## Task instructions
Word for word, set down the entries that follow.

Dataset entries:
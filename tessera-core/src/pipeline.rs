//! Pipeline composition
//!
//! Bundles the buffer pool, flush coordinator and (for e-paper) the
//! refresh scheduler behind the small surface a renderer needs.

use crate::buffer::{BufferId, BufferMode, BufferPool, PoolError};
use crate::flush::{FlushCoordinator, FlushError, FlushReport};
use crate::geometry::{Area, PanelSize};
use crate::panel::{PanelKind, PanelTransfer};
use crate::pixel::ColorFormat;
use crate::refresh::{RefreshEvent, RefreshScheduler, RefreshWindow};
use crate::traits::{BusError, FlushReady};

/// Mutable display state owned by the display task
pub struct DisplayState<'a> {
    pub pool: BufferPool<'a>,
    pub refresh: RefreshWindow,
}

impl<'a> DisplayState<'a> {
    pub fn new(pool: BufferPool<'a>) -> Self {
        Self {
            pool,
            refresh: RefreshWindow::new(),
        }
    }
}

/// What the renderer learns about the display at registration
#[derive(Debug, Clone, Copy, PartialEq, Eq)]
#[cfg_attr(feature = "defmt", derive(defmt::Format))]
pub struct Registration {
    pub size: PanelSize,
    pub format: ColorFormat,
    pub buffer_rows: u16,
    pub mode: BufferMode,
}

pub struct Pipeline<'a, P: PanelTransfer> {
    state: DisplayState<'a>,
    coordinator: FlushCoordinator<P>,
    scheduler: Option<RefreshScheduler>,
}

impl<'a, P: PanelTransfer> Pipeline<'a, P> {
    /// Compose a pipeline; the scheduler is only kept for e-paper panels
    pub fn new(pool: BufferPool<'a>, panel: P, scheduler: RefreshScheduler) -> Self {
        let scheduler = (panel.kind() == PanelKind::Mono).then_some(scheduler);
        Self {
            state: DisplayState::new(pool),
            coordinator: FlushCoordinator::new(panel),
            scheduler,
        }
    }

    pub fn registration(&self) -> Registration {
        Registration {
            size: self.coordinator.panel().size(),
            format: self.state.pool.format(),
            buffer_rows: self.state.pool.rows(),
            mode: self.state.pool.mode(),
        }
    }

    /// Get a buffer to draw the next band into
    pub fn acquire(&mut self) -> Result<BufferId, PoolError> {
        self.state.pool.acquire_writable()
    }

    pub fn pixels_mut(&mut self, id: BufferId) -> Result<&mut [u8], PoolError> {
        self.state.pool.pixels_mut(id)
    }

    /// Flush a drawn band covering `area`
    pub fn flush(
        &mut self,
        area: Area,
        id: BufferId,
        ready: &mut impl FlushReady,
    ) -> Result<FlushReport, FlushError> {
        self.coordinator.flush(&mut self.state, area, id, ready)
    }

    /// Completion signal for an asynchronous transfer
    pub fn transfer_complete(
        &mut self,
        ready: &mut impl FlushReady,
    ) -> Result<Option<BufferId>, PoolError> {
        self.coordinator.transfer_complete(&mut self.state, ready)
    }

    /// Run the refresh scheduler, if this panel has one
    pub fn tick(&mut self, now_ms: u32) -> Result<Option<RefreshEvent>, BusError> {
        let Some(scheduler) = self.scheduler.as_mut() else {
            return Ok(None);
        };
        match self.coordinator.panel_mut().full_frame() {
            Some(panel) => scheduler.tick(&mut self.state.refresh, now_ms, panel),
            None => Ok(None),
        }
    }

    pub fn state(&self) -> &DisplayState<'a> {
        &self.state
    }

    pub fn coordinator(&self) -> &FlushCoordinator<P> {
        &self.coordinator
    }

    pub fn scheduler(&self) -> Option<&RefreshScheduler> {
        self.scheduler.as_ref()
    }

    pub fn panel_mut(&mut self) -> &mut P {
        self.coordinator.panel_mut()
    }
}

## Your solution
filename tessera-core/src/pipeline.rs
//! Pipeline composition
//!
//! Bundles the buffer pool, flush coordinator and (for e-paper) the
//! refresh scheduler behind the small surface a renderer needs.

use crate::buffer::{BufferId, BufferMode, BufferPool, PoolError};
use crate::flush::{FlushCoordinator, FlushError, FlushReport};
use crate::geometry::{Area, PanelSize};
use crate::panel::{PanelKind, PanelTransfer};
use crate::pixel::ColorFormat;
use crate::refresh::{RefreshEvent, RefreshScheduler, RefreshWindow};
use crate::traits::{BusError, FlushReady};

/// Mutable display state owned by the display task
pub struct DisplayState<'a> {
    pub pool: BufferPool<'a>,
    pub refresh: RefreshWindow,
}

impl<'a> DisplayState<'a> {
    pub fn new(pool: BufferPool<'a>) -> Self {
        Self {
            pool,
            refresh: RefreshWindow::new(),
        }
    }
}

/// What the renderer learns about the display at registration
#[derive(Debug, Clone, Copy, PartialEq, Eq)]
#[cfg_attr(feature = "defmt", derive(defmt::Format))]
pub struct Registration {
    pub size: PanelSize,
    pub format: ColorFormat,
    pub buffer_rows: u16,
    pub mode: BufferMode,
}

pub struct Pipeline<'a, P: PanelTransfer> {
    state: DisplayState<'a>,
    coordinator: FlushCoordinator<P>,
    scheduler: Option<RefreshScheduler>,
}

impl<'a, P: PanelTransfer> Pipeline<'a, P> {
    /// Compose a pipeline; the scheduler is only kept for e-paper panels
    pub fn new(pool: BufferPool<'a>, panel: P, scheduler: RefreshScheduler) -> Self {
        let scheduler = (panel.kind() == PanelKind::Mono).then_some(scheduler);
        Self {
            state: DisplayState::new(pool),
            coordinator: FlushCoordinator::new(panel),
            scheduler,
        }
    }

    pub fn registration(&self) -> Registration {
        Registration {
            size: self.coordinator.panel().size(),
            format: self.state.pool.format(),
            buffer_rows: self.state.pool.rows(),
            mode: self.state.pool.mode(),
        }
    }

    /// Get a buffer to draw the next band into
    pub fn acquire(&mut self) -> Result<BufferId, PoolError> {
        self.state.pool.acquire_writable()
    }

    pub fn pixels_mut(&mut self, id: BufferId) -> Result<&mut [u8], PoolError> {
        self.state.pool.pixels_mut(id)
    }

    /// Flush a drawn band covering `area`
    pub fn flush(
        &mut self,
        area: Area,
        id: BufferId,
        ready: &mut impl FlushReady,
    ) -> Result<FlushReport, FlushError> {
        self.coordinator.flush(&mut self.state, area, id, ready)
    }

    /// Completion signal for an asynchronous transfer
    pub fn transfer_complete(
        &mut self,
        ready: &mut impl FlushReady,
    ) -> Result<Option<BufferId>, PoolError> {
        self.coordinator.transfer_complete(&mut self.state, ready)
    }

    /// Run the refresh scheduler, if this panel has one
    pub fn tick(&mut self, now_ms: u32) -> Result<Option<RefreshEvent>, BusError> {
        let Some(scheduler) = self.scheduler.as_mut() else {
            return Ok(None);
        };
        match self.coordinator.panel_mut().full_frame() {
            Some(panel) => scheduler.tick(&mut self.state.refresh, now_ms, panel),
            None => Ok(None),
        }
    }

    pub fn state(&self) -> &DisplayState<'a> {
        &self.state
    }

    pub fn coordinator(&self) -> &FlushCoordinator<P> {
        &self.coordinator
    }

    pub fn scheduler(&self) -> Option<&RefreshScheduler> {
        self.scheduler.as_ref()
    }

    pub fn panel_mut(&mut self) -> &mut P {
        self.coordinator.panel_mut()
    }
}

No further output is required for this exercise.